Exercise aim: If a line in the entries below includes the string "JobExit", copy it out.

Extracted information:

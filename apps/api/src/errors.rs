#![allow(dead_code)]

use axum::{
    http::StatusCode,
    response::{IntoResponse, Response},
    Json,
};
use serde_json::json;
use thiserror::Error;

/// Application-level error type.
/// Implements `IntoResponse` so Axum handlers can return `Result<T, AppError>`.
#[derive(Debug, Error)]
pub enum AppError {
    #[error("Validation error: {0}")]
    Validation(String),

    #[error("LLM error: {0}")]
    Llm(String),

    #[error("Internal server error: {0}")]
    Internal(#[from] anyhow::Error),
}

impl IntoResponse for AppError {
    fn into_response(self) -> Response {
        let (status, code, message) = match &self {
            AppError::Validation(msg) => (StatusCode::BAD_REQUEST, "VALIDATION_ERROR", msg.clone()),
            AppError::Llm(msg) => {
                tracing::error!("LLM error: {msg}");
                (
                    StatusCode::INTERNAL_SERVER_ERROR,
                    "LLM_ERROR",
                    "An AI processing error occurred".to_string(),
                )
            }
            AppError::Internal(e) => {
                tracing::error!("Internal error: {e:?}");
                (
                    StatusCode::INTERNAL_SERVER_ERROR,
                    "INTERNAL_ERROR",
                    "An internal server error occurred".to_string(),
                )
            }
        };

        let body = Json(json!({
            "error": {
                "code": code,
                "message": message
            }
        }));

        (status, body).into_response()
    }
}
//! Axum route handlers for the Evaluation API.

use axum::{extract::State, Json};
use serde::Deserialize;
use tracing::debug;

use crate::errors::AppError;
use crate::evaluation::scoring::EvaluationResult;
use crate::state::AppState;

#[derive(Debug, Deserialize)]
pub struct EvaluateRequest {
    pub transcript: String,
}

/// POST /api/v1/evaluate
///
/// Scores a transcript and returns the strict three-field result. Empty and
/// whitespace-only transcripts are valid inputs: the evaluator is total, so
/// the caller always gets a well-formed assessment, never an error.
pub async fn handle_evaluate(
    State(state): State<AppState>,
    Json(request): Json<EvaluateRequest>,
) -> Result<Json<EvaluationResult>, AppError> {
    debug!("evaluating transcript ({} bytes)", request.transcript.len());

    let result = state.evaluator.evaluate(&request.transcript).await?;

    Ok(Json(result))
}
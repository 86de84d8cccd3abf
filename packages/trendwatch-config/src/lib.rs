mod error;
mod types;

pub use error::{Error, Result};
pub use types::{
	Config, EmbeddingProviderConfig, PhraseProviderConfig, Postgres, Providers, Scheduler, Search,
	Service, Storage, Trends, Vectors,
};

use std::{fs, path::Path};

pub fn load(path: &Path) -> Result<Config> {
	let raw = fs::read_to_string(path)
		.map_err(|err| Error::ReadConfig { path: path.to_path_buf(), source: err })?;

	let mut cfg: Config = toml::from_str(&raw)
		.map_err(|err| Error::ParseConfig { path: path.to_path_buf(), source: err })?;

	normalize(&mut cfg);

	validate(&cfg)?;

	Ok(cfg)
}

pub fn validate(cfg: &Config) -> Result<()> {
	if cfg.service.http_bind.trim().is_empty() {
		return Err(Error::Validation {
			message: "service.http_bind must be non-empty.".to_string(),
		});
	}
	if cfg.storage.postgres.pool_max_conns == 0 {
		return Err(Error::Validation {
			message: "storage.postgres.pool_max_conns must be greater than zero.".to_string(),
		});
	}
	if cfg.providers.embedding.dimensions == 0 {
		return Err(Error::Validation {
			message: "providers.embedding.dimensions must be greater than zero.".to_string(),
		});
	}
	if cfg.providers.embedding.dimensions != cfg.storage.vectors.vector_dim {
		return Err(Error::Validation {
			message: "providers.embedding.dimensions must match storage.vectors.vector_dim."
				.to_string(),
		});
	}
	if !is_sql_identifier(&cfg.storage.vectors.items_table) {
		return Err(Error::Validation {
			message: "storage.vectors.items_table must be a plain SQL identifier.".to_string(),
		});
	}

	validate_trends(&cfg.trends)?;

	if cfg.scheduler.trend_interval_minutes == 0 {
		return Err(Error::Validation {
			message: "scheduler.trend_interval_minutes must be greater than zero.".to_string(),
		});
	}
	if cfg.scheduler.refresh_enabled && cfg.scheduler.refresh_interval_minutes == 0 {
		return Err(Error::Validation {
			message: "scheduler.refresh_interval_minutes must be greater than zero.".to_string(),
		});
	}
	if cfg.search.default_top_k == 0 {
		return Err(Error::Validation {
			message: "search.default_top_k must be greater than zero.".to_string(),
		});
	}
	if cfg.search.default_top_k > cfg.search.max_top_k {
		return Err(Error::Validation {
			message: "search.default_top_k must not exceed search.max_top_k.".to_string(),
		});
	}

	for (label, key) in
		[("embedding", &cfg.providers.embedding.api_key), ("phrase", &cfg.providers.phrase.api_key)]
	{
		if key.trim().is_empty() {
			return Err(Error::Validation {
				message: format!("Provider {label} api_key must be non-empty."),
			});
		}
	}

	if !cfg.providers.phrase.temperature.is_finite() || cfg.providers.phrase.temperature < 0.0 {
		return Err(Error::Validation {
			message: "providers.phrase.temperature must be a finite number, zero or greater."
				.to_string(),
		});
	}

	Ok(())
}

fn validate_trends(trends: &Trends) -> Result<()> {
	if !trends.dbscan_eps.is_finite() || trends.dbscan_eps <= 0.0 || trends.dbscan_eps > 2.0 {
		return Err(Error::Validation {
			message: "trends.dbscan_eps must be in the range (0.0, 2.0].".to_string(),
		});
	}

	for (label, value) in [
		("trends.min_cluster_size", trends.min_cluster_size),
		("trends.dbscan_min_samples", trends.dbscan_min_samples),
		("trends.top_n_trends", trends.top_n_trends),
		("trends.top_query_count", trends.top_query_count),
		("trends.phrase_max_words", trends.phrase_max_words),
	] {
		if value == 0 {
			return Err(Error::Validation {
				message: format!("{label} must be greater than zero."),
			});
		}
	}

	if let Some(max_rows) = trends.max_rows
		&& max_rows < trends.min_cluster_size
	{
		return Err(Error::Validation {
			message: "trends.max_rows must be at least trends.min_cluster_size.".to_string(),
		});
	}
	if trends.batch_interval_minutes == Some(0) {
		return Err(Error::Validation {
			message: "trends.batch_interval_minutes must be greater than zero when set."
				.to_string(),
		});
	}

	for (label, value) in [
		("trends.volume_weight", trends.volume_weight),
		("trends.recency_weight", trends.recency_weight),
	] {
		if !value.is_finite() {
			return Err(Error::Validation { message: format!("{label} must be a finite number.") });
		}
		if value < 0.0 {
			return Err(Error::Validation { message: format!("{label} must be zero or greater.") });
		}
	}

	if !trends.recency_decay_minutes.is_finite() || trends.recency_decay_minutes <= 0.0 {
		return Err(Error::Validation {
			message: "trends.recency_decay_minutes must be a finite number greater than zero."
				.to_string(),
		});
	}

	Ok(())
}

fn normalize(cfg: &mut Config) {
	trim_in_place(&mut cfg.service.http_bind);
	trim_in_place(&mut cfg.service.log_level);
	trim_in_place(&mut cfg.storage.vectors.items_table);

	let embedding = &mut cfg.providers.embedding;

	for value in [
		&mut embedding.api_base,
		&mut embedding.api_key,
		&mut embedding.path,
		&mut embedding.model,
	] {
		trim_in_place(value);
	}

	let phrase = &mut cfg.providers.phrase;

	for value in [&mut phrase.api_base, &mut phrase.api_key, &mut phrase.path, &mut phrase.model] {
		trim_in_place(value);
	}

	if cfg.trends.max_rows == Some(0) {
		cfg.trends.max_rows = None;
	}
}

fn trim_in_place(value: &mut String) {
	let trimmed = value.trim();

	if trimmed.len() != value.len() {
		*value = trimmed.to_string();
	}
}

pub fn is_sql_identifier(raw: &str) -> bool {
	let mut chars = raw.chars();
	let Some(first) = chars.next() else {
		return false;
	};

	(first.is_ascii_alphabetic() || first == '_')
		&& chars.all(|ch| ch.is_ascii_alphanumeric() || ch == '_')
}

--

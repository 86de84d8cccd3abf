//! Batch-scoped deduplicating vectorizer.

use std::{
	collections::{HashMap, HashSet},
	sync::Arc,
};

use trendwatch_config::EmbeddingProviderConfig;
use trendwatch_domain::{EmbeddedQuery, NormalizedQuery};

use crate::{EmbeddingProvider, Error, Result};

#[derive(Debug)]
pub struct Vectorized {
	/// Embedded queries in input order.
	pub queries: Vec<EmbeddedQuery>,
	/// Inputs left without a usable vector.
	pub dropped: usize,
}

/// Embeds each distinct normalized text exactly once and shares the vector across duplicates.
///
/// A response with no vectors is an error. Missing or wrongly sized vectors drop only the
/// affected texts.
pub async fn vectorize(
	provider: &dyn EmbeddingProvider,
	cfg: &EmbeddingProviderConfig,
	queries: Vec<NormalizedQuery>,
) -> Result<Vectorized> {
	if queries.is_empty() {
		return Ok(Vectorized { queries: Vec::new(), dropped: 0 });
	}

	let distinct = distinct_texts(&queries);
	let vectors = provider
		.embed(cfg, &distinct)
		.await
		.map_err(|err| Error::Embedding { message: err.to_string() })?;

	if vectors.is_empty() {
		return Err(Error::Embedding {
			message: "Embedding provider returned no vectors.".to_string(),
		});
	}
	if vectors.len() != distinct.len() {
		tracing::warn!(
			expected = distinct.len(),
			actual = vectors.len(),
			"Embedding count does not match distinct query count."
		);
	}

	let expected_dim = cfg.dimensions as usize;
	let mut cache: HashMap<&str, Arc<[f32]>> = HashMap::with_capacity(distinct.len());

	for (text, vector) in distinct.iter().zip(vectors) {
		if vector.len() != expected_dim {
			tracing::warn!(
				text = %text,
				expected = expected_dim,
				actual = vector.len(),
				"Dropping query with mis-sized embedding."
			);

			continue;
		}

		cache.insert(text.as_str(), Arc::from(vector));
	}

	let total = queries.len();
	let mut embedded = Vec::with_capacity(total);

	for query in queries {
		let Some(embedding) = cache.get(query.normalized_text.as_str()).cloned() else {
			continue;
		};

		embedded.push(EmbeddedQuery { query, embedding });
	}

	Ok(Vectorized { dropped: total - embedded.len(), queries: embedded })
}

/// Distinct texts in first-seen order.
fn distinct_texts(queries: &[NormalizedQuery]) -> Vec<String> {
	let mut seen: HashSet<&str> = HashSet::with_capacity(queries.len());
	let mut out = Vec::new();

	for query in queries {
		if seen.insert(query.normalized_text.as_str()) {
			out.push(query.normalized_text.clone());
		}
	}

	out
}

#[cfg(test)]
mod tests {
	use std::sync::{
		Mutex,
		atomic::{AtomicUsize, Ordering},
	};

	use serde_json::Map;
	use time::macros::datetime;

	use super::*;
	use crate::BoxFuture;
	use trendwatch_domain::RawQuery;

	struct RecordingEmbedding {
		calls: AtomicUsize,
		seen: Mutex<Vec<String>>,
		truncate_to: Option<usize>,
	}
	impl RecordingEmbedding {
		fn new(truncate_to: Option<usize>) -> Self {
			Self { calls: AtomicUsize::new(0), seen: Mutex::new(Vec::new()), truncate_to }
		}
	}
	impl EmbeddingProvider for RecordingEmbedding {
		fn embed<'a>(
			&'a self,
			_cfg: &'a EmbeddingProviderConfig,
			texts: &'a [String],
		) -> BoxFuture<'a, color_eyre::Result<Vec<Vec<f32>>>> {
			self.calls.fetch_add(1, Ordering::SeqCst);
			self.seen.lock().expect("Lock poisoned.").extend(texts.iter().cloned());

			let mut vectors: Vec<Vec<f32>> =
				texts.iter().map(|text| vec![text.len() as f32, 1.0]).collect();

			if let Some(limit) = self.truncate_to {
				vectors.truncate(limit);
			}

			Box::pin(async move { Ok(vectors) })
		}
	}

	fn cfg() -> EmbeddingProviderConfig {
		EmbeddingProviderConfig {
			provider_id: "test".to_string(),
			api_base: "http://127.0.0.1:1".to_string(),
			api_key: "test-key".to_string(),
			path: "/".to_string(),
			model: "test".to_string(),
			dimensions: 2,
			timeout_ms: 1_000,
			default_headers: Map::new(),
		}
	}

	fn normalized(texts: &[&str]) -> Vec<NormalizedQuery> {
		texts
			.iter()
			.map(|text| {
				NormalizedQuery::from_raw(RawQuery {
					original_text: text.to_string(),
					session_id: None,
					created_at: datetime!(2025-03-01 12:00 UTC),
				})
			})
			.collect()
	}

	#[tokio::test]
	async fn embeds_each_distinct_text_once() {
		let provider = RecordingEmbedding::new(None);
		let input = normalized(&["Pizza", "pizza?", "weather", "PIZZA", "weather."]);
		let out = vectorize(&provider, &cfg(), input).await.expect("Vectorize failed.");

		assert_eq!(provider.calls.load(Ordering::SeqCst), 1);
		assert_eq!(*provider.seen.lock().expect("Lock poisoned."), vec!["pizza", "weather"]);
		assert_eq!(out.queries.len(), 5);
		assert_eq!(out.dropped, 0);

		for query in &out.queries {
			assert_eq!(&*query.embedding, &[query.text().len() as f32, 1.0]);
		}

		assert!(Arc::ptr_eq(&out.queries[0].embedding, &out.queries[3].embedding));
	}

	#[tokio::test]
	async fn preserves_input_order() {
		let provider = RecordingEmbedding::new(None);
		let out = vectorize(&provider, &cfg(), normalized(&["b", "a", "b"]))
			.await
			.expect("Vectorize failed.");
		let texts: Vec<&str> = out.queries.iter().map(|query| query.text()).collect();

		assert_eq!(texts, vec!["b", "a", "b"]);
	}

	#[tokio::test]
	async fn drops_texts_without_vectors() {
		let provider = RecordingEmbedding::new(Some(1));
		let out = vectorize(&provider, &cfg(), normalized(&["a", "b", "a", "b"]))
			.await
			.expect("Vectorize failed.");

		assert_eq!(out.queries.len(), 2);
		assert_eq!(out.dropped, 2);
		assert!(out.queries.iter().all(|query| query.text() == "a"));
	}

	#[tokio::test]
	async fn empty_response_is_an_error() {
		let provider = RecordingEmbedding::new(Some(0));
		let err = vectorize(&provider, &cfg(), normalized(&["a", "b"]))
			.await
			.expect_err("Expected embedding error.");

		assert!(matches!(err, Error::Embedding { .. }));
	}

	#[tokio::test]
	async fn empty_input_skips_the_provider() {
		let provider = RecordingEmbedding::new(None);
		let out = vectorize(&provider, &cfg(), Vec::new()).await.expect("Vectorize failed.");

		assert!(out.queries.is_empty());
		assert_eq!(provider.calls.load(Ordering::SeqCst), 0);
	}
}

* * *

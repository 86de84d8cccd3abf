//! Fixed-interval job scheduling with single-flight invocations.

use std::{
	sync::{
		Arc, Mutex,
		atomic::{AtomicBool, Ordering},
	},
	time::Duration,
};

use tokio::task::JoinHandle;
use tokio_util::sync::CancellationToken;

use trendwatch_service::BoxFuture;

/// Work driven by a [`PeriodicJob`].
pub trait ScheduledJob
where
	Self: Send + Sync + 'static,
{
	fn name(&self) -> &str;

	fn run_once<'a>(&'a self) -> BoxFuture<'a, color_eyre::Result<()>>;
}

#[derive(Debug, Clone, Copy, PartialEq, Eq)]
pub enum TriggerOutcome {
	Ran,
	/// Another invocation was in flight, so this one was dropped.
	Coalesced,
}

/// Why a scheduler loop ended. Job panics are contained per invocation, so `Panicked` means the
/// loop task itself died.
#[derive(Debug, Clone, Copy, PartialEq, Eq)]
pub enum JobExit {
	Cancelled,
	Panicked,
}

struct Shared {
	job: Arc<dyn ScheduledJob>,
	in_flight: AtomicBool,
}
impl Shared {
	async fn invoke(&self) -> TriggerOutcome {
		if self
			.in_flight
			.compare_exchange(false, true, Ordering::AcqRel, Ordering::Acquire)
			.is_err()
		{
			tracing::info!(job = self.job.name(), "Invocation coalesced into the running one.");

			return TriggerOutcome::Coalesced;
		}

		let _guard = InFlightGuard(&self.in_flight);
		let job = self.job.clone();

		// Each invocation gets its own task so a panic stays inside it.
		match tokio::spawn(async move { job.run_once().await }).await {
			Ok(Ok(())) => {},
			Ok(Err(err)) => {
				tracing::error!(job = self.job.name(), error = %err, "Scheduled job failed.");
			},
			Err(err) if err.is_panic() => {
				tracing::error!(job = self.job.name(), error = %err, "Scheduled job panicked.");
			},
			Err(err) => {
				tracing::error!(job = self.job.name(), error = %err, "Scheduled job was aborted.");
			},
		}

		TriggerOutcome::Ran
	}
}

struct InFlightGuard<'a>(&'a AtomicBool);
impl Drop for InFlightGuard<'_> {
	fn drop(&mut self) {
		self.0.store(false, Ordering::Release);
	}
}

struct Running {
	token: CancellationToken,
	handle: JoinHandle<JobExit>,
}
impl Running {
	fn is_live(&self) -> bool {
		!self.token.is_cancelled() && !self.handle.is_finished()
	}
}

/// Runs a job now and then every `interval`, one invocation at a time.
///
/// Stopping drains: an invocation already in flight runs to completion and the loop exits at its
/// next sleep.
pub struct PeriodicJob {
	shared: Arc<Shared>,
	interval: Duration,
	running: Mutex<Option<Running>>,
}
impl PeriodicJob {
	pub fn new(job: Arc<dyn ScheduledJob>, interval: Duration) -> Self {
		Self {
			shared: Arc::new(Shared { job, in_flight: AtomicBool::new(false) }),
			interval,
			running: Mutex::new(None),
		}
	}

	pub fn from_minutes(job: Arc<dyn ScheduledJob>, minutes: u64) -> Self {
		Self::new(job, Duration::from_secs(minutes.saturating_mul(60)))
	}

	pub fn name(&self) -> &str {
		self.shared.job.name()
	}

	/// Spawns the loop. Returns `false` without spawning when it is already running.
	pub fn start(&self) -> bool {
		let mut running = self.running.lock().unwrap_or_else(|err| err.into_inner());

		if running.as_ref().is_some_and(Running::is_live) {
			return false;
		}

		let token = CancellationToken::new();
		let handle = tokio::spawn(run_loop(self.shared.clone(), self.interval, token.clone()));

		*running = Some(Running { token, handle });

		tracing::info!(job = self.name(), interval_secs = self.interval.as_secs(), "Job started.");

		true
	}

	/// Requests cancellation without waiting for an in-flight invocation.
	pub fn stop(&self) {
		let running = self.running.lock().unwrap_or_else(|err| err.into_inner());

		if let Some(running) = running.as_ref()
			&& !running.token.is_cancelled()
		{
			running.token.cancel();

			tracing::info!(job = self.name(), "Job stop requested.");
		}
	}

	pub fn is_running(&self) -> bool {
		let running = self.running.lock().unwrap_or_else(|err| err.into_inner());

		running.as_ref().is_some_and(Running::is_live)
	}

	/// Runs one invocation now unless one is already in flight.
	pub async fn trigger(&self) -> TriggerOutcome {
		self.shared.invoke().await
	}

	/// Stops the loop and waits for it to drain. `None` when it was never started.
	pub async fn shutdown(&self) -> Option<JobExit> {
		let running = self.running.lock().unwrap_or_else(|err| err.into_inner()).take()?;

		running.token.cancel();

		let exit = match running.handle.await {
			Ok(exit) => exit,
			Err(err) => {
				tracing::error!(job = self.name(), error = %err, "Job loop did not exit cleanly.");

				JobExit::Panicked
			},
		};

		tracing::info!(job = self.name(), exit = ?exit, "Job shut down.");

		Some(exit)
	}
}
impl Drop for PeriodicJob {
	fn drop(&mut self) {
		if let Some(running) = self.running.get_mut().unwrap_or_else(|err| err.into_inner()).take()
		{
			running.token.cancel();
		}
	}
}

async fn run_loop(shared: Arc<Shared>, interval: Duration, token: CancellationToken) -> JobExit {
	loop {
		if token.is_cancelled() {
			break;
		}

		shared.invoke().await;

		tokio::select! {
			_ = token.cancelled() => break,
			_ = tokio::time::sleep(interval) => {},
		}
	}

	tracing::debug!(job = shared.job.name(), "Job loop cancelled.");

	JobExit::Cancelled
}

Final answer:
pub enum JobExit {
	handle: JoinHandle<JobExit>,
	pub async fn shutdown(&self) -> Option<JobExit> {
				JobExit::Panicked
async fn run_loop(shared: Arc<Shared>, interval: Duration, token: CancellationToken) -> JobExit {
	JobExit::Cancelled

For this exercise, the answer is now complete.